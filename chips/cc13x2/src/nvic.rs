// Licensed under the Apache License, Version 2.0 or the MIT License.
// SPDX-License-Identifier: Apache-2.0 OR MIT
// Copyright Tock Contributors 2022.

//! Cortex-M NVIC lines of the RF core.

use tock_registers::interfaces::Writeable;
use tock_registers::registers::ReadWrite;
use tock_registers::register_structs;

use crate::hil::InterruptLine;
use crate::static_ref::StaticRef;

pub const RF_CORE_CPE1: u32 = 2;
pub const RF_CORE_CPE0: u32 = 9;

register_structs! {
    pub NvicRegisters {
        (0x000 => _reserved0),
        /// Interrupt Set-Enable Registers
        (0x100 => iser: [ReadWrite<u32>; 32]),
        /// Interrupt Clear-Enable Registers
        (0x180 => icer: [ReadWrite<u32>; 32]),
        (0x200 => _reserved1),
        /// Interrupt Clear-Pending Registers
        (0x280 => icpr: [ReadWrite<u32>; 32]),
        (0x300 => @END),
    }
}

pub const NVIC_BASE: StaticRef<NvicRegisters> =
    unsafe { StaticRef::new(0xE000_E000 as *const NvicRegisters) };

/// A single NVIC interrupt.
///
/// Hand these out to the RF core drivers to let them control their own
/// interrupts but not others.
pub struct Nvic {
    registers: StaticRef<NvicRegisters>,
    idx: u32,
}

impl Nvic {
    /// Marked unsafe because only chip configuration code should be able to
    /// create these.
    pub const unsafe fn new(registers: StaticRef<NvicRegisters>, idx: u32) -> Nvic {
        Nvic { registers, idx }
    }

    pub fn index(&self) -> u32 {
        self.idx
    }

    fn bank_and_bit(&self) -> (usize, u32) {
        ((self.idx / 32) as usize, 1 << (self.idx & 31))
    }
}

impl InterruptLine for Nvic {
    fn enable(&self) {
        let (bank, bit) = self.bank_and_bit();
        self.registers.iser[bank].set(bit);
    }

    fn disable(&self) {
        let (bank, bit) = self.bank_and_bit();
        self.registers.icer[bank].set(bit);
    }

    fn clear_pending(&self) {
        let (bank, bit) = self.bank_and_bit();
        self.registers.icpr[bank].set(bit);
    }
}
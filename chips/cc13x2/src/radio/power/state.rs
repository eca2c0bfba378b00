// Licensed under the Apache License, Version 2.0 or the MIT License.
// SPDX-License-Identifier: Apache-2.0 OR MIT
// Copyright Tock Contributors 2022.

use core::cell::Cell;

#[derive(Clone, Copy, Debug, PartialEq, Eq)]
pub enum RadioState {
    Idle,
    /// Powered up and answered the liveness ping.
    Active,
}

/// Whether commands may be submitted to the RF core.
///
/// Anyone holding a reference can read it. Only the power sequencer in the
/// parent module can change it.
pub struct CoreState {
    state: Cell<RadioState>,
}

impl CoreState {
    pub const fn new() -> CoreState {
        CoreState {
            state: Cell::new(RadioState::Idle),
        }
    }

    pub fn get(&self) -> RadioState {
        self.state.get()
    }

    pub fn is_active(&self) -> bool {
        self.state.get() == RadioState::Active
    }

    pub(super) fn set(&self, state: RadioState) {
        self.state.set(state);
    }
}

impl Default for CoreState {
    fn default() -> Self {
        CoreState::new()
    }
}
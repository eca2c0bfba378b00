// Licensed under the Apache License, Version 2.0 or the MIT License.
// SPDX-License-Identifier: Apache-2.0 OR MIT
// Copyright Tock Contributors 2022.

//! Command executor.
//!
//! Immediate and direct commands complete while the doorbell handshake
//! runs, so their submission returns the final CMDSTA. Radio operations are
//! handed over as a [`CommandChain`] and keep running after the handshake;
//! [`CommandExecutor::submit_chain`] returns a [`PendingChain`] that holds
//! the chain until the RF core is seen to be done with it.

use log::{trace, warn};

use crate::errorcode::{RfcError, WaitPoint};
use crate::hil::DoorbellRegisters;
use crate::poll::poll_until;
use crate::radio::chain::{ChainProgress, CommandChain};
use crate::radio::commands::{
    CommandWord, DirectCommand, ImmediateCommand, OpResult, RadioOpStatus, SetTxPower, CMD_ABORT,
    CMD_PING, CMD_STOP,
};
use crate::radio::doorbell::DoorbellTransport;

pub struct CommandExecutor<'a, D: DoorbellRegisters> {
    doorbell: DoorbellTransport<'a, D>,
}

impl<'a, D: DoorbellRegisters> CommandExecutor<'a, D> {
    pub fn new(doorbell: DoorbellTransport<'a, D>) -> CommandExecutor<'a, D> {
        CommandExecutor { doorbell }
    }

    /// Submits an immediate command by pointer. Returns the raw CMDSTA.
    ///
    /// The RF core may write results back into `command`, hence the
    /// mutable borrow.
    pub fn submit_immediate<C: ImmediateCommand>(&self, command: &mut C) -> Result<u32, RfcError> {
        trace!("rfc: immediate command {:#06x}", command.command_no());
        let word = CommandWord::pointer(command)?;
        self.doorbell.send(word)
    }

    /// Submits a command encoded entirely in CMDR. Returns the raw CMDSTA.
    pub fn submit_direct(&self, command: DirectCommand) -> Result<u32, RfcError> {
        trace!("rfc: direct command {:#06x}", command.command_no);
        self.doorbell.send(CommandWord::Direct(command))
    }

    /// CMD_PING. Returns the CMDSTA result byte.
    pub fn execute_ping(&self) -> Result<u8, RfcError> {
        self.submit_direct(DirectCommand::new(CMD_PING))
            .map(result_byte)
    }

    /// CMD_ABORT: ends the running operation at once. Returns the CMDSTA
    /// result byte.
    pub fn execute_abort(&self) -> Result<u8, RfcError> {
        self.submit_direct(DirectCommand::new(CMD_ABORT))
            .map(result_byte)
    }

    /// CMD_STOP: lets the running operation finish what it is doing, then
    /// ends it. Returns the CMDSTA result byte.
    pub fn execute_stop(&self) -> Result<u8, RfcError> {
        self.submit_direct(DirectCommand::new(CMD_STOP))
            .map(result_byte)
    }

    /// Changes the PA setting used by the next transmission.
    ///
    /// `code` is a raw PA table entry, see [`crate::radio::tx_power`].
    pub fn set_tx_power(&self, code: u16) -> Result<u32, RfcError> {
        let mut command = SetTxPower::new(code);
        self.submit_immediate(&mut command)
    }

    /// Resets every status in `chain` to IDLE and hands its head to the RF
    /// core.
    ///
    /// If the RF core does not take the chain it is unlinked and dropped,
    /// which gives the operations back to the caller.
    pub fn submit_chain<'c>(
        &self,
        chain: CommandChain<'c>,
    ) -> Result<PendingChain<'_, 'c, D>, RfcError> {
        let word = CommandWord::pointer(chain.head())?;
        chain.reset_status();
        trace!(
            "rfc: chain of {} starting with {:#06x}",
            chain.len(),
            chain.head().command_no()
        );
        self.doorbell.send(word)?;
        Ok(PendingChain {
            executor: self,
            chain: Some(chain),
            released: ChainProgress::Running,
        })
    }

    pub(super) fn ping_unchecked(&self) -> Result<u8, RfcError> {
        self.doorbell
            .send_unchecked(CommandWord::Direct(DirectCommand::new(CMD_PING)))
            .map(result_byte)
    }
}

fn result_byte(cmdsta: u32) -> u8 {
    (cmdsta & 0xFF) as u8
}

/// A chain the RF core may still be reading.
///
/// The operations stay borrowed until the chain is released. Dropping an
/// unfinished guard aborts the chain and waits for the RF core to stop.
pub struct PendingChain<'e, 'c, D: DoorbellRegisters> {
    executor: &'e CommandExecutor<'e, D>,
    chain: Option<CommandChain<'c>>,
    // Progress at the time of release.
    released: ChainProgress,
}

impl<'e, 'c, D: DoorbellRegisters> PendingChain<'e, 'c, D> {
    /// Read-only view of the chain, for inspecting statuses.
    pub fn chain(&self) -> Option<&CommandChain<'c>> {
        self.chain.as_ref()
    }

    pub fn progress(&self) -> ChainProgress {
        self.chain
            .as_ref()
            .map_or(self.released, |chain| chain.progress())
    }

    pub fn is_finished(&self) -> bool {
        self.progress() != ChainProgress::Running
    }

    /// Busy-waits until the chain is finished.
    ///
    /// Returns the status of the last operation the RF core ran, or
    /// [`RfcError::OperationFailed`] with that status if it was an abort or
    /// an error.
    pub fn wait(&self) -> Result<RadioOpStatus, RfcError> {
        let mut last = ChainProgress::Running;
        poll_until(self.executor.doorbell.config(), WaitPoint::OperationDone, || {
            last = self.progress();
            last != ChainProgress::Running
        })?;

        match last {
            ChainProgress::Finished(status) => match status.result() {
                Some(OpResult::True | OpResult::False) => Ok(status),
                _ => Err(RfcError::OperationFailed(status.raw())),
            },
            ChainProgress::Running => Err(RfcError::HardwareTimeout(WaitPoint::OperationDone)),
        }
    }

    /// Hands the chain back once the RF core is done with it.
    ///
    /// Fails with [`RfcError::Busy`] while the chain is running and with
    /// [`RfcError::Already`] if it was released before.
    pub fn release(&mut self) -> Result<CommandChain<'c>, RfcError> {
        let progress = self.progress();
        if progress == ChainProgress::Running {
            return Err(RfcError::Busy);
        }
        let chain = self.chain.take().ok_or(RfcError::Already)?;
        self.released = progress;
        Ok(chain)
    }
}

impl<D: DoorbellRegisters> Drop for PendingChain<'_, '_, D> {
    fn drop(&mut self) {
        let Some(chain) = self.chain.as_ref() else {
            return;
        };
        if chain.progress() != ChainProgress::Running {
            return;
        }

        warn!("rfc: aborting a chain that is still running");
        if let Err(e) = self.executor.execute_abort() {
            warn!("rfc: abort failed: {:?}", e);
        }
        let stopped = poll_until(self.executor.doorbell.config(), WaitPoint::OperationDone, || {
            chain.progress() != ChainProgress::Running
        });
        if stopped.is_err() {
            warn!("rfc: unlinking a chain the RF core may still read");
        }
    }
}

• About this exercise: As the answer, set down only the lines from the data above between the one holding "pub fn is_active(&self)" and the one holding "use crate::hil::DoorbellRegisters;", inclusive, exactly as they read.

• Result:
    pub fn is_active(&self) -> bool {
        self.state.get() == RadioState::Active
    }

    pub(super) fn set(&self, state: RadioState) {
        self.state.set(state);
    }
}

impl Default for CoreState {
    fn default() -> Self {
        CoreState::new()
    }
}
repository eca2c0bfba378b00
// Licensed under the Apache License, Version 2.0 or the MIT License.
// SPDX-License-Identifier: Apache-2.0 OR MIT
// Copyright Tock Contributors 2022.

//! Command executor.
//!
//! Immediate and direct commands complete while the doorbell handshake
//! runs, so their submission returns the final CMDSTA. Radio operations are
//! handed over as a [`CommandChain`] and keep running after the handshake;
//! [`CommandExecutor::submit_chain`] returns a [`PendingChain`] that holds
//! the chain until the RF core is seen to be done with it.

use log::{trace, warn};

use crate::errorcode::{RfcError, WaitPoint};
use crate::hil::DoorbellRegisters;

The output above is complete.